Your objective:
Retype the whole of the data exactly.

===== Stored data =====

//! Deployment state machine
//!
//! `ConnectivityCheck -> ResolveOrCreateProject -> ResolveOrCreateServer ->
//! CreateApplication (nixpacks, then Dockerfile) -> InjectEnvVars ->
//! TriggerDeploy -> PollBuildStatus -> ClassifyOutcome`.
//!
//! Every step reads and writes one [`DeployContext`]. When a step after
//! project creation fails and this run created the project, the project (and
//! any application created inside it) is deleted before the error is
//! returned. Pre-existing projects are never touched.

use std::collections::BTreeMap;
use std::fmt;
use std::sync::Arc;

use serde::{Deserialize, Serialize};
use tracing::{debug, info, warn};

use crate::error::DeployError;
use crate::platform::{
    AppSource, Application, DeployPlatform, EnvVar, NewApplication, NewServer, Project,
    DEFAULT_ENVIRONMENT,
};
use crate::status::{tail, BuildStatus, DeployOutcome, PollPolicy, LOG_TAIL_CHARS};
use crate::Result;

/// Port exposed by convention-built applications.
pub const DEFAULT_APP_PORT: &str = "3000";

/// Port exposed by the generated Dockerfile.
pub const DOCKERFILE_PORT: &str = "80";

/// Username GitHub accepts alongside a token in an HTTPS clone URL.
const TOKEN_USER: &str = "x-access-token";

/// Run-time knobs for one deployment.
#[derive(Clone, Serialize, Deserialize)]
pub struct DeployOptions {
    pub project_name: String,
    /// Application name; defaults to the project name
    pub application_name: String,
    pub git_repository: String,
    pub git_branch: String,
    /// The platform cannot clone the repository anonymously
    #[serde(default)]
    pub private_repository: bool,
    /// HTTPS clone token for a private repository
    #[serde(skip)]
    pub git_token: Option<String>,
    /// GitHub App registered on the platform with access to the repository
    #[serde(default)]
    pub github_app_uuid: Option<String>,
    pub environment_name: String,
    pub ports_exposes: String,
    /// Preferred server
    pub server_uuid: Option<String>,
    /// Registered as a new server when no reachable one exists
    pub server_ip: Option<String>,
    pub private_key_uuid: Option<String>,
    /// Injected as build-time variables
    #[serde(skip_serializing, default)]
    pub env_vars: BTreeMap<String, String>,
    pub poll: PollPolicy,
}

impl DeployOptions {
    pub fn new(project_name: &str, git_repository: &str) -> Self {
        DeployOptions {
            project_name: project_name.to_string(),
            application_name: project_name.to_string(),
            git_repository: git_repository.to_string(),
            git_branch: "main".to_string(),
            private_repository: false,
            git_token: None,
            github_app_uuid: None,
            environment_name: DEFAULT_ENVIRONMENT.to_string(),
            ports_exposes: DEFAULT_APP_PORT.to_string(),
            server_uuid: None,
            server_ip: None,
            private_key_uuid: None,
            env_vars: BTreeMap::new(),
            poll: PollPolicy::default(),
        }
    }

    pub fn with_application_name(mut self, name: &str) -> Self {
        self.application_name = name.to_string();
        self
    }

    pub fn with_branch(mut self, branch: &str) -> Self {
        self.git_branch = branch.to_string();
        self
    }

    /// The repository is private; `token`, when given, authenticates clones.
    pub fn with_private_repository(mut self, token: Option<&str>) -> Self {
        self.private_repository = true;
        self.git_token = token.map(str::to_string);
        self
    }

    /// Fetch a private repository through a platform GitHub App.
    pub fn with_github_app(mut self, app_uuid: &str) -> Self {
        self.github_app_uuid = Some(app_uuid.to_string());
        self
    }

    pub fn with_server(mut self, server_uuid: &str) -> Self {
        self.server_uuid = Some(server_uuid.to_string());
        self
    }

    pub fn with_new_server(mut self, ip: &str, private_key_uuid: &str) -> Self {
        self.server_ip = Some(ip.to_string());
        self.private_key_uuid = Some(private_key_uuid.to_string());
        self
    }

    pub fn with_env_var(mut self, key: &str, value: &str) -> Self {
        self.env_vars.insert(key.to_string(), value.to_string());
        self
    }

    pub fn with_env_vars(mut self, vars: BTreeMap<String, String>) -> Self {
        self.env_vars.extend(vars);
        self
    }

    pub fn with_poll_policy(mut self, poll: PollPolicy) -> Self {
        self.poll = poll;
        self
    }

    fn validate(&self) -> Result<()> {
        if self.project_name.trim().is_empty() {
            return Err(DeployError::Validation("project name is empty".to_string()));
        }
        if self.application_name.trim().is_empty() {
            return Err(DeployError::Validation(
                "application name is empty".to_string(),
            ));
        }
        if self.git_repository.trim().is_empty() {
            return Err(DeployError::Validation(
                "git repository URL is empty".to_string(),
            ));
        }
        if self.private_repository && self.git_token.is_none() && self.github_app_uuid.is_none() {
            return Err(DeployError::Validation(
                "private repository needs a clone token or a GitHub App".to_string(),
            ));
        }
        if self.poll.max_attempts == 0 {
            return Err(DeployError::Validation(
                "poll budget must allow at least one attempt".to_string(),
            ));
        }
        if let Some(key) = self.env_vars.keys().find(|k| k.trim().is_empty()) {
            return Err(DeployError::Validation(format!(
                "invalid environment variable name '{}'",
                key
            )));
        }
        Ok(())
    }
}

impl DeployOptions {
    /// URL the build clones from. For a private repository with a token the
    /// token is embedded as HTTPS credentials.
    pub fn clone_url(&self) -> String {
        match (&self.git_token, self.git_repository.strip_prefix("https://")) {
            (Some(token), Some(rest)) if self.private_repository => {
                format!("https://{}:{}@{}", TOKEN_USER, token, rest)
            }
            _ => self.git_repository.clone(),
        }
    }

    /// First source tried: the GitHub App for private repositories that
    /// have one, otherwise a convention build of [`Self::clone_url`].
    pub fn primary_source(&self) -> AppSource {
        match &self.github_app_uuid {
            Some(app) if self.private_repository => AppSource::GitHubApp {
                github_app_uuid: app.clone(),
                git_repository: self.git_repository.clone(),
                git_branch: self.git_branch.clone(),
            },
            _ => AppSource::Nixpacks {
                git_repository: self.clone_url(),
                git_branch: self.git_branch.clone(),
            },
        }
    }

    /// The Dockerfile fallback clones inside the build, so a private
    /// repository needs a token for it.
    fn dockerfile_fallback_possible(&self) -> bool {
        !self.private_repository || self.git_token.is_some()
    }
}

impl fmt::Debug for DeployOptions {
    fn fmt(&self, f: &mut fmt::Formatter<'_>) -> fmt::Result {
        f.debug_struct("DeployOptions")
            .field("project_name", &self.project_name)
            .field("application_name", &self.application_name)
            .field("git_repository", &self.git_repository)
            .field("git_branch", &self.git_branch)
            .field("private_repository", &self.private_repository)
            .field("git_token", &self.git_token.as_ref().map(|_| "<redacted>"))
            .field("github_app_uuid", &self.github_app_uuid)
            .field("environment_name", &self.environment_name)
            .field("ports_exposes", &self.ports_exposes)
            .field("server_uuid", &self.server_uuid)
            .field("server_ip", &self.server_ip)
            .field("private_key_uuid", &self.private_key_uuid)
            .field("env_vars", &self.env_vars.keys().collect::<Vec<_>>())
            .field("poll", &self.poll)
            .finish()
    }
}

/// Build pack an application was created with.
#[derive(Debug, Clone, Copy, PartialEq, Eq, Serialize, Deserialize)]
#[serde(rename_all = "lowercase")]
pub enum BuildPack {
    Nixpacks,
    Dockerfile,
}

/// State threaded through the steps of one run.
#[derive(Debug, Default)]
pub struct DeployContext {
    pub project: Option<Project>,
    pub project_created: bool,
    pub server_uuid: Option<String>,
    pub application: Option<Application>,
    pub application_created: bool,
    pub build_pack: Option<BuildPack>,
    pub env_vars_injected: usize,
    pub deployment_uuid: Option<String>,
    pub raw_status: Option<String>,
    pub poll_attempts: u32,
}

=====

Exercise solution:
//! Deployment state machine
//!
//! `ConnectivityCheck -> ResolveOrCreateProject -> ResolveOrCreateServer ->
//! CreateApplication (nixpacks, then Dockerfile) -> InjectEnvVars ->
//! TriggerDeploy -> PollBuildStatus -> ClassifyOutcome`.
//!
//! Every step reads and writes one [`DeployContext`]. When a step after
//! project creation fails and this run created the project, the project (and
//! any application created inside it) is deleted before the error is
//! returned. Pre-existing projects are never touched.

use std::collections::BTreeMap;
use std::fmt;
use std::sync::Arc;

use serde::{Deserialize, Serialize};
use tracing::{debug, info, warn};

use crate::error::DeployError;
use crate::platform::{
    AppSource, Application, DeployPlatform, EnvVar, NewApplication, NewServer, Project,
    DEFAULT_ENVIRONMENT,
};
use crate::status::{tail, BuildStatus, DeployOutcome, PollPolicy, LOG_TAIL_CHARS};
use crate::Result;

/// Port exposed by convention-built applications.
pub const DEFAULT_APP_PORT: &str = "3000";

/// Port exposed by the generated Dockerfile.
pub const DOCKERFILE_PORT: &str = "80";

/// Username GitHub accepts alongside a token in an HTTPS clone URL.
const TOKEN_USER: &str = "x-access-token";

/// Run-time knobs for one deployment.
#[derive(Clone, Serialize, Deserialize)]
pub struct DeployOptions {
    pub project_name: String,
    /// Application name; defaults to the project name
    pub application_name: String,
    pub git_repository: String,
    pub git_branch: String,
    /// The platform cannot clone the repository anonymously
    #[serde(default)]
    pub private_repository: bool,
    /// HTTPS clone token for a private repository
    #[serde(skip)]
    pub git_token: Option<String>,
    /// GitHub App registered on the platform with access to the repository
    #[serde(default)]
    pub github_app_uuid: Option<String>,
    pub environment_name: String,
    pub ports_exposes: String,
    /// Preferred server
    pub server_uuid: Option<String>,
    /// Registered as a new server when no reachable one exists
    pub server_ip: Option<String>,
    pub private_key_uuid: Option<String>,
    /// Injected as build-time variables
    #[serde(skip_serializing, default)]
    pub env_vars: BTreeMap<String, String>,
    pub poll: PollPolicy,
}

impl DeployOptions {
    pub fn new(project_name: &str, git_repository: &str) -> Self {
        DeployOptions {
            project_name: project_name.to_string(),
            application_name: project_name.to_string(),
            git_repository: git_repository.to_string(),
            git_branch: "main".to_string(),
            private_repository: false,
            git_token: None,
            github_app_uuid: None,
            environment_name: DEFAULT_ENVIRONMENT.to_string(),
            ports_exposes: DEFAULT_APP_PORT.to_string(),
            server_uuid: None,
            server_ip: None,
            private_key_uuid: None,
            env_vars: BTreeMap::new(),
            poll: PollPolicy::default(),
        }
    }

    pub fn with_application_name(mut self, name: &str) -> Self {
        self.application_name = name.to_string();
        self
    }

    pub fn with_branch(mut self, branch: &str) -> Self {
        self.git_branch = branch.to_string();
        self
    }

    /// The repository is private; `token`, when given, authenticates clones.
    pub fn with_private_repository(mut self, token: Option<&str>) -> Self {
        self.private_repository = true;
        self.git_token = token.map(str::to_string);
        self
    }

    /// Fetch a private repository through a platform GitHub App.
    pub fn with_github_app(mut self, app_uuid: &str) -> Self {
        self.github_app_uuid = Some(app_uuid.to_string());
        self
    }

    pub fn with_server(mut self, server_uuid: &str) -> Self {
        self.server_uuid = Some(server_uuid.to_string());
        self
    }

    pub fn with_new_server(mut self, ip: &str, private_key_uuid: &str) -> Self {
        self.server_ip = Some(ip.to_string());
        self.private_key_uuid = Some(private_key_uuid.to_string());
        self
    }

    pub fn with_env_var(mut self, key: &str, value: &str) -> Self {
        self.env_vars.insert(key.to_string(), value.to_string());
        self
    }

    pub fn with_env_vars(mut self, vars: BTreeMap<String, String>) -> Self {
        self.env_vars.extend(vars);
        self
    }

    pub fn with_poll_policy(mut self, poll: PollPolicy) -> Self {
        self.poll = poll;
        self
    }

    fn validate(&self) -> Result<()> {
        if self.project_name.trim().is_empty() {
            return Err(DeployError::Validation("project name is empty".to_string()));
        }
        if self.application_name.trim().is_empty() {
            return Err(DeployError::Validation(
                "application name is empty".to_string(),
            ));
        }
        if self.git_repository.trim().is_empty() {
            return Err(DeployError::Validation(
                "git repository URL is empty".to_string(),
            ));
        }
        if self.private_repository && self.git_token.is_none() && self.github_app_uuid.is_none() {
            return Err(DeployError::Validation(
                "private repository needs a clone token or a GitHub App".to_string(),
            ));
        }
        if self.poll.max_attempts == 0 {
            return Err(DeployError::Validation(
                "poll budget must allow at least one attempt".to_string(),
            ));
        }
        if let Some(key) = self.env_vars.keys().find(|k| k.trim().is_empty()) {
            return Err(DeployError::Validation(format!(
                "invalid environment variable name '{}'",
                key
            )));
        }
        Ok(())
    }
}

impl DeployOptions {
    /// URL the build clones from. For a private repository with a token the
    /// token is embedded as HTTPS credentials.
    pub fn clone_url(&self) -> String {
        match (&self.git_token, self.git_repository.strip_prefix("https://")) {
            (Some(token), Some(rest)) if self.private_repository => {
                format!("https://{}:{}@{}", TOKEN_USER, token, rest)
            }
            _ => self.git_repository.clone(),
        }
    }

    /// First source tried: the GitHub App for private repositories that
    /// have one, otherwise a convention build of [`Self::clone_url`].
    pub fn primary_source(&self) -> AppSource {
        match &self.github_app_uuid {
            Some(app) if self.private_repository => AppSource::GitHubApp {
                github_app_uuid: app.clone(),
                git_repository: self.git_repository.clone(),
                git_branch: self.git_branch.clone(),
            },
            _ => AppSource::Nixpacks {
                git_repository: self.clone_url(),
                git_branch: self.git_branch.clone(),
            },
        }
    }

    /// The Dockerfile fallback clones inside the build, so a private
    /// repository needs a token for it.
    fn dockerfile_fallback_possible(&self) -> bool {
        !self.private_repository || self.git_token.is_some()
    }
}

impl fmt::Debug for DeployOptions {
    fn fmt(&self, f: &mut fmt::Formatter<'_>) -> fmt::Result {
        f.debug_struct("DeployOptions")
            .field("project_name", &self.project_name)
            .field("application_name", &self.application_name)
            .field("git_repository", &self.git_repository)
            .field("git_branch", &self.git_branch)
            .field("private_repository", &self.private_repository)
            .field("git_token", &self.git_token.as_ref().map(|_| "<redacted>"))
            .field("github_app_uuid", &self.github_app_uuid)
            .field("environment_name", &self.environment_name)
            .field("ports_exposes", &self.ports_exposes)
            .field("server_uuid", &self.server_uuid)
            .field("server_ip", &self.server_ip)
            .field("private_key_uuid", &self.private_key_uuid)
            .field("env_vars", &self.env_vars.keys().collect::<Vec<_>>())
            .field("poll", &self.poll)
            .finish()
    }
}

/// Build pack an application was created with.
#[derive(Debug, Clone, Copy, PartialEq, Eq, Serialize, Deserialize)]
#[serde(rename_all = "lowercase")]
pub enum BuildPack {
    Nixpacks,
    Dockerfile,
}

/// State threaded through the steps of one run.
#[derive(Debug, Default)]
pub struct DeployContext {
    pub project: Option<Project>,
    pub project_created: bool,
    pub server_uuid: Option<String>,
    pub application: Option<Application>,
    pub application_created: bool,
    pub build_pack: Option<BuildPack>,
    pub env_vars_injected: usize,
    pub deployment_uuid: Option<String>,
    pub raw_status: Option<String>,
    pub poll_attempts: u32,
}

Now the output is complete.